More About the Author

Nicole Richie is a bestselling author, actress and philanthropist. She is the daughter of music legend Lionel Richie and in addition to developing her fiction series, she has launched her signature jewelry line House of Harlow 1960 and is designing her fashion line, Winter Kate which launches worldwide in 2010.

Customer Reviews

Most Helpful Customer Reviews

67 of 75 people found the following review helpful By Mercedes J. VINE VOICE on December 29, 2005
Format: Hardcover
I'm willing to bet that the majority of us who read this book picked it up for one see how much dirt Nicole Richie would dish about her and her friends. If that's the reason, then you shouldn't have been too disappointed. It was a good effort on Nicole's part, but definitely not great literature, and classifying this as a fiction book is really pushing it.

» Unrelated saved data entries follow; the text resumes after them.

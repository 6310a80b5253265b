//! Async stream adapter for log-shipper pipelines
//!
//! Each blocking `next` call runs on tokio's blocking pool, so a live
//! session can feed an async pipeline without stalling the runtime.

use crate::reader::EventLogReader;
use futures::Stream;
use lgtail_core::{
    cancel::CancellationToken,
    error::{Result, TailError},
    traits::PartReader,
    types::ReadOutcome,
};

/// Turn a reader into a stream of items
///
/// The stream ends on end of stream (batch mode) or cancellation, closing
/// the reader. A part file error surfaced by the reader is yielded and the
/// stream continues with the next part file; any other error is yielded and
/// ends the stream.
///
/// # Example
///
/// ```no_run
/// use futures::StreamExt;
/// use lgtail::prelude::*;
///
/// # async fn example() -> Result<()> {
/// let reader = FileEventLogReader::open("/var/log/app", TailConfig::live())?;
/// let cancel = CancellationToken::new();
/// let mut items = Box::pin(lgtail::stream::item_stream(reader, cancel.clone()));
///
/// while let Some(item) = items.next().await {
///     let item = item?;
///     println!("{} {:?}", item.timestamp, item.fields);
/// }
/// # Ok(())
/// # }
/// ```
pub fn item_stream<R>(
    reader: EventLogReader<R>,
    cancel: CancellationToken,
) -> impl Stream<Item = Result<R::Item>>
where
    R: PartReader + Send + 'static,
    R::Store: 'static,
    R::Item: Send + 'static,
{
    futures::stream::unfold(Some(reader), move |state| {
        let cancel = cancel.clone();
        async move {
            let mut reader = state?;
            let joined = tokio::task::spawn_blocking(move || {
                let outcome = reader.next(&cancel);
                (reader, outcome)
            })
            .await;

            match joined {
                Ok((reader, Ok(ReadOutcome::Item(item)))) => Some((Ok(item), Some(reader))),
                Ok((mut reader, Ok(_))) => {
                    if let Err(e) = reader.close() {
                        tracing::warn!("Failed to close event log: {}", e);
                    }
                    None
                }
                Ok((reader, Err(e))) if matches!(e, TailError::UnreadableSegment { .. }) => {
                    Some((Err(e), Some(reader)))
                }
                Ok((_reader, Err(e))) => Some((Err(e), None)),
                Err(e) => Some((
                    Err(TailError::Other(anyhow::anyhow!("Reader task failed: {}", e))),
                    None,
                )),
            }
        }
    })
}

While the writing is very juvenile, and there was hardly any plot to speak of, it wasn't an awful book. I do agree with another reviewer though who said the whole 'Nicole Richie as narrator of her friend Chloe Parker who really represents Nicole herself' was a bit confusing in the beginning. And while there are more flaws with the book than highlights, the story certainly keeps you entertained.

Overall, I recommend this for faithful tabloid readers, and fans of Nicole and Paris (I happen to be the former, NOT the latter), but don't expect literary genius. One of the best parts about this book was trying to figure out who each fictional character represented in real life, and if you're up on your tabloid gossip, it shouldn't be too hard. In the end, it was better than I expected, but I don't think she should continue to pursue a career in writing.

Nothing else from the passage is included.